Es a través de este escritor, viajero y grillo que conoceremos la historia de nuestro Pinocho, sus vicisitudes, sus desobediencias y su travesía para convertirse en el hijo que su padre siempre ha querido tener. Se convierte en nuestro principal cómplice a lo largo de esta historia pero, también, funciona como un personaje más con psicología propia y una lección personal por ganar a través de este relato.
Por si estos ajustes narrativos fueran poco, la cinta de Del Toro rompe todas las posibles referencias a otros Pinochos con una estética única. La técnica de animación stop motion —que es aquella que se logra con un conjunto de fotografías en estático que se van uniendo una a una para crear la apariencia de movimiento—, que implica un trabajo pacientísimo logrado cuadro por cuadro, fotograma por fotograma, milímetro por milímetro y movimiento sutil sobre movimiento sutil, es impecable y por momentos genuinamente increíble. El flujo de movimiento generado que se logra está, por momentos, al nivel de cualquier animación digital y está, en general, a la altura de una historia tan honda, emotiva y propositiva como ésta que bien puede competir como una de las mejores películas del año.

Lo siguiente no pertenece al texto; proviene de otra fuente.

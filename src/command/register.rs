use anyhow::{bail, Result};

use super::CommandContext;
use crate::domain::AgentState;

pub async fn run_register(ctx: &CommandContext, repo: &str, agent_id: &str) -> Result<()> {
    ctx.config.repo(repo)?;
    if agent_id.trim().is_empty() {
        bail!("Agent id must not be empty");
    }

    let agent = AgentState::new(agent_id, repo);
    if !ctx.store.insert_agent(agent).await? {
        let existing = ctx.registered_agent(repo).await?;
        bail!(
            "Repository '{}' is already registered with agent {}",
            repo,
            existing.agent_id
        );
    }

    println!("✅ Registered '{}' with agent {}", repo, agent_id);
    println!("   Run 'memsync sync {}' to index it.", repo);
    Ok(())
}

Añade a esta composición única y estas fibras inconfundibles, una realización hecha en madera real —madera mexicana, cabe mencionar— que construye un entorno homogéneo y consistente a través de las singulares texturas del material del que estará hecho el propio Pinocho y todo su mundo animado. La construcción, desde un material de la tierra, de una fantasía absoluta, extrahumana, profundamente compleja y, a la vez, histórica —por su representación de la Italia fascista del siglo XX—, concreta y corazonada.

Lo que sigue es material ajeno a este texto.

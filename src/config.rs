//! Configuration file loading.
//!
//! The configuration lives at `~/.memsync/config.json` unless overridden:
//!
//! ```json
//! {
//!   "server": { "baseUrl": "http://localhost:8283", "apiKeyEnv": "MEMSYNC_API_KEY" },
//!   "stateFile": "state.json",
//!   "repos": { "app": { "path": "../app", "basePath": "packages/web" } },
//!   "watch": { "pollIntervalMs": 30000, "debounceMs": 2000, "maxBackoffMs": 300000 },
//!   "sync": { "maxChunkChars": 2000, "concurrency": 20, "fullReindexThreshold": 500 }
//! }
//! ```
//!
//! Relative paths resolve against the directory holding the file.
//! Credentials are read from the environment, never from this file.

use anyhow::{bail, Context, Result};
use serde::{Deserialize, Serialize};
use std::collections::BTreeMap;
use std::path::{Path, PathBuf};
use std::time::Duration;
use tracing::debug;

use crate::domain::RepoConfig;
use crate::watch::{WatchSettings, DEFAULT_DEBOUNCE_MS, DEFAULT_MAX_BACKOFF_MS, DEFAULT_POLL_INTERVAL_MS};
use crate::workspace::{
    SyncOptions, DEFAULT_CONCURRENCY, DEFAULT_FULL_REINDEX_THRESHOLD, DEFAULT_MAX_CHUNK_CHARS,
};

pub const CONFIG_FILE_NAME: &str = "config.json";
pub const STATE_FILE_NAME: &str = "state.json";
pub const DEFAULT_BASE_URL: &str = "http://localhost:8283";
pub const DEFAULT_API_KEY_ENV: &str = "MEMSYNC_API_KEY";

#[derive(Debug, Clone, PartialEq, Serialize, Deserialize)]
#[serde(rename_all = "camelCase", default)]
pub struct ServerConfig {
    pub base_url: String,
    /// Name of the environment variable holding the API key.
    pub api_key_env: String,
}

impl Default for ServerConfig {
    fn default() -> Self {
        Self {
            base_url: DEFAULT_BASE_URL.to_string(),
            api_key_env: DEFAULT_API_KEY_ENV.to_string(),
        }
    }
}

#[derive(Debug, Clone, PartialEq, Serialize, Deserialize)]
#[serde(rename_all = "camelCase", default)]
pub struct WatchConfig {
    pub poll_interval_ms: u64,
    pub debounce_ms: u64,
    pub max_backoff_ms: u64,
}

impl Default for WatchConfig {
    fn default() -> Self {
        Self {
            poll_interval_ms: DEFAULT_POLL_INTERVAL_MS,
            debounce_ms: DEFAULT_DEBOUNCE_MS,
            max_backoff_ms: DEFAULT_MAX_BACKOFF_MS,
        }
    }
}

impl From<&WatchConfig> for WatchSettings {
    fn from(config: &WatchConfig) -> Self {
        Self {
            poll_interval: Duration::from_millis(config.poll_interval_ms),
            debounce: Duration::from_millis(config.debounce_ms),
            max_backoff: Duration::from_millis(config.max_backoff_ms),
        }
    }
}

#[derive(Debug, Clone, PartialEq, Serialize, Deserialize)]
#[serde(rename_all = "camelCase", default)]
pub struct SyncConfig {
    pub max_chunk_chars: usize,
    pub concurrency: usize,
    pub full_reindex_threshold: usize,
}

impl Default for SyncConfig {
    fn default() -> Self {
        Self {
            max_chunk_chars: DEFAULT_MAX_CHUNK_CHARS,
            concurrency: DEFAULT_CONCURRENCY,
            full_reindex_threshold: DEFAULT_FULL_REINDEX_THRESHOLD,
        }
    }
}

impl From<&SyncConfig> for SyncOptions {
    fn from(config: &SyncConfig) -> Self {
        Self {
            max_chunk_chars: config.max_chunk_chars,
            concurrency: config.concurrency.max(1),
            full_reindex_threshold: config.full_reindex_threshold,
        }
    }
}

#[derive(Debug, Clone, Default, PartialEq, Serialize, Deserialize)]
#[serde(rename_all = "camelCase", default)]
pub struct Config {
    pub server: ServerConfig,
    #[serde(skip_serializing_if = "Option::is_none")]
    pub state_file: Option<PathBuf>,
    pub repos: BTreeMap<String, RepoConfig>,
    pub watch: WatchConfig,
    pub sync: SyncConfig,
}

/// `~/.memsync`, the default home of the configuration and state files.
pub fn default_base_dir() -> Result<PathBuf> {
    Ok(dirs::home_dir()
        .context("Could not determine home directory")?
        .join(".memsync"))
}

pub fn default_config_path() -> Result<PathBuf> {
    Ok(default_base_dir()?.join(CONFIG_FILE_NAME))
}

impl Config {
    /// Read, resolve and validate a configuration file.
    pub fn load(path: &Path) -> Result<Self> {
        let content = std::fs::read_to_string(path)
            .with_context(|| format!("Failed to read config file: {}", path.display()))?;
        let mut config: Config = serde_json::from_str(&content)
            .with_context(|| format!("Invalid config file: {}", path.display()))?;

        let base_dir = path.parent().unwrap_or_else(|| Path::new("."));
        config.resolve_paths(base_dir);
        config.validate()?;

        debug!(
            "Loaded config {} with {} repositories",
            path.display(),
            config.repos.len()
        );
        Ok(config)
    }

    /// Make repository and state paths absolute relative to `base_dir`.
    fn resolve_paths(&mut self, base_dir: &Path) {
        for repo in self.repos.values_mut() {
            if repo.path.is_relative() {
                repo.path = base_dir.join(&repo.path);
            }
        }
        if let Some(state_file) = &self.state_file {
            if state_file.is_relative() {
                self.state_file = Some(base_dir.join(state_file));
            }
        }
    }

    fn validate(&self) -> Result<()> {
        for (name, repo) in &self.repos {
            if !repo.path.is_dir() {
                bail!(
                    "Repository '{}' path does not exist or is not a directory: {}",
                    name,
                    repo.path.display()
                );
            }
            if repo.extensions.is_empty() {
                bail!("Repository '{}' has no extensions to index", name);
            }
        }
        if self.sync.max_chunk_chars == 0 {
            bail!("sync.maxChunkChars must be greater than zero");
        }
        Ok(())
    }

    pub fn state_file_path(&self) -> Result<PathBuf> {
        match &self.state_file {
            Some(path) => Ok(path.clone()),
            None => Ok(default_base_dir()?.join(STATE_FILE_NAME)),
        }
    }

    pub fn repo(&self, name: &str) -> Result<&RepoConfig> {
        self.repos.get(name).with_context(|| {
            let known: Vec<&str> = self.repos.keys().map(String::as_str).collect();
            format!(
                "Unknown repository '{}' (configured: {})",
                name,
                if known.is_empty() {
                    "none".to_string()
                } else {
                    known.join(", ")
                }
            )
        })
    }

    /// API key from the environment variable named by `server.apiKeyEnv`.
    pub fn api_key(&self) -> Option<String> {
        std::env::var(&self.server.api_key_env)
            .ok()
            .filter(|key| !key.trim().is_empty())
    }
}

Ante el reto de contarnos una historia que creemos conocer de una manera nueva, Del Toro excede cualquier expectativa contándonos la historia que no conocíamos sobre un conjunto de personajes reconocibles. Ante la tentación de reiterar una historia de obediencia, hijos perfectos y buenos niños, Del Toro nos entrega una reflexión sobre la vida misma, sobre la pérdida como elemento constitutivo de la cotidianidad y sobre el amor como el reconocimiento de imperfecciones irremediables que implican aceptar a nuestros seres queridos tal y como son.

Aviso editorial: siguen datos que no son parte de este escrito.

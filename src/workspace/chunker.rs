//! Paragraph-boundary chunking of file text.
//!
//! Each chunk starts with a header line naming its source file:
//! `FILE: <path>` for the first chunk and `FILE: <path> (continued)` for the
//! rest. The remote search layer relies on this exact header text.

use regex::Regex;
use std::sync::OnceLock;

use crate::domain::Chunk;

/// Default upper bound on chunk length, in characters.
pub const DEFAULT_MAX_CHUNK_CHARS: usize = 2000;

const SECTION_SEPARATOR: &str = "\n\n";

fn section_boundary() -> &'static Regex {
    static BOUNDARY: OnceLock<Regex> = OnceLock::new();
    BOUNDARY.get_or_init(|| Regex::new(r"\n{2,}").expect("section boundary regex is valid"))
}

/// Header line for the first chunk of a file.
pub fn header(path: &str) -> String {
    format!("FILE: {}", path)
}

/// Header line for every chunk after the first.
pub fn continued_header(path: &str) -> String {
    format!("FILE: {} (continued)", path)
}

/// Accumulates sections behind a header line.
struct ChunkBuffer {
    text: String,
    chars: usize,
    has_body: bool,
}

impl ChunkBuffer {
    fn new(header: String) -> Self {
        let mut text = header;
        text.push_str(SECTION_SEPARATOR);
        let chars = text.chars().count();
        Self {
            text,
            chars,
            has_body: false,
        }
    }

    fn push_section(&mut self, section: &str, section_chars: usize) {
        self.text.push_str(section);
        self.text.push_str(SECTION_SEPARATOR);
        self.chars += section_chars + SECTION_SEPARATOR.len();
        self.has_body = true;
    }

    fn into_chunk(self, path: &str) -> Chunk {
        Chunk {
            text: self.text.trim().to_string(),
            source_path: path.to_string(),
        }
    }
}

/// Split `content` into header-prefixed chunks of at most `max_chars` characters.
///
/// Sections (text between runs of two or more newlines) are never split; a
/// single section larger than the bound becomes its own oversized chunk.
/// Empty or whitespace-only content yields no chunks.
pub fn chunk_file(path: &str, content: &str, max_chars: usize) -> Vec<Chunk> {
    let mut chunks = Vec::new();
    let mut buffer = ChunkBuffer::new(header(path));

    for section in section_boundary().split(content) {
        if section.trim().is_empty() {
            continue;
        }

        let section_chars = section.chars().count();
        if buffer.has_body && buffer.chars + section_chars > max_chars {
            let full = std::mem::replace(&mut buffer, ChunkBuffer::new(continued_header(path)));
            chunks.push(full.into_chunk(path));
        }

        buffer.push_section(section, section_chars);
    }

    if buffer.has_body {
        chunks.push(buffer.into_chunk(path));
    }

    chunks
}

#[cfg(test)]
mod tests {
    use super::*;

    /// Strip the header line and split the body back into sections.
    fn body_sections(chunk: &Chunk) -> Vec<String> {
        let (_, body) = chunk.text.split_once(SECTION_SEPARATOR).unwrap();
        body.split(SECTION_SEPARATOR).map(str::to_string).collect()
    }

    #[test]
    fn test_empty_and_whitespace_yield_no_chunks() {
        assert!(chunk_file("a.rs", "", 2000).is_empty());
        assert!(chunk_file("a.rs", "   \n\n\t\n\n\n  ", 2000).is_empty());
    }

    #[test]
    fn test_small_file_single_chunk_with_header() {
        let chunks = chunk_file("src/main.rs", "fn main() {}\n", 2000);
        assert_eq!(chunks.len(), 1);
        assert_eq!(chunks[0].text, "FILE: src/main.rs\n\nfn main() {}");
        assert_eq!(chunks[0].source_path, "src/main.rs");
    }

    #[test]
    fn test_continuation_headers() {
        let section = "x".repeat(60);
        let content = vec![section.as_str(); 4].join("\n\n");
        let chunks = chunk_file("lib.rs", &content, 100);

        assert_eq!(chunks.len(), 4);
        assert!(chunks[0].text.starts_with("FILE: lib.rs\n\n"));
        for chunk in &chunks[1..] {
            assert!(chunk.text.starts_with("FILE: lib.rs (continued)\n\n"));
        }
    }

    #[test]
    fn test_oversized_first_section_still_emitted() {
        let big = "y".repeat(5000);
        let chunks = chunk_file("big.txt", &big, 100);
        assert_eq!(chunks.len(), 1);
        assert!(chunks[0].text.ends_with(&big));
    }

    #[test]
    fn test_sections_reassemble_in_order() {
        let sections: Vec<String> = (0..30)
            .map(|i| format!("section {} {}", i, "z".repeat(i * 7)))
            .collect();
        let content = sections.join("\n\n\n");
        let chunks = chunk_file("doc.md", &content, 300);

        assert!(chunks.len() > 1);
        let rebuilt: Vec<String> = chunks.iter().flat_map(body_sections).collect();
        assert_eq!(rebuilt, sections);
    }

    #[test]
    fn test_bound_respected_when_sections_fit() {
        let content = (0..50).map(|_| "abcdefghij").collect::<Vec<_>>().join("\n\n");
        for chunk in chunk_file("f.txt", &content, 120) {
            assert!(chunk.text.chars().count() <= 120, "{}", chunk.text);
        }
    }

    #[test]
    fn test_no_trailing_header_only_chunk() {
        let content = format!("{}\n\n   \n\n", "a".repeat(50));
        let chunks = chunk_file("f.txt", &content, 40);
        assert_eq!(chunks.len(), 1);
        assert!(chunks.iter().all(|c| c.text.trim() != "FILE: f.txt (continued)"));
    }
}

Solemos reprocharle a la vida las cosas y personas que nos quita, viviendo inconsolablemente en el dolor de los que se han ido. Solemos reprochar de nuestros padres sus carencias, sus faltas y sus errores como si no fuéramos conscientes de su naturaleza humana, de su falibilidad constitutiva —porque son humanos— y de su vida como un proceso que está siendo, no como seres ya terminados, ya hechos, ya dados. Solemos reprochar de nuestros hijos las cosas que no son, el modo en que no se atienen a las condiciones que nosotros quisiéramos que tuvieran o a las características que nos gustaría ver reflejadas en ellos; solemos reprocharles que no sean más de lo que son, que no cumplan con ciertas expectativas o que no sigan nuestros mandatos —consejos o sugerencias— sobre quiénes creemos que deberían ser.
De ser un símbolo de perfecta obediencia, el Pinocho de Del Toro transforma al personaje de la literatura en una invitación a la desobediencia consciente que es la curiosidad, una invitación a abrazar la imperfección como aquello que nos hace únicos e irrepetibles —aquello que sólo nosotros somos— y una invitación a valorar la vida por su condición finita, breve, efímera.
El Pinocho de Del Toro sublima los ímpetus de una niñez y de un acto de ser hijo envueltos en las exigencias del perfeccionismo para invitarnos al riesgo puro del amor por los nuestros desde sus imperfecciones, sus falencias y sus anomalías. Una invitación para asimilar que somos padres imperfectos de hijos imperfectos y que ahí radica la virtud de amarnos. Dispuestos a dar la vida unos por otros, aunque no siempre nos comprendamos.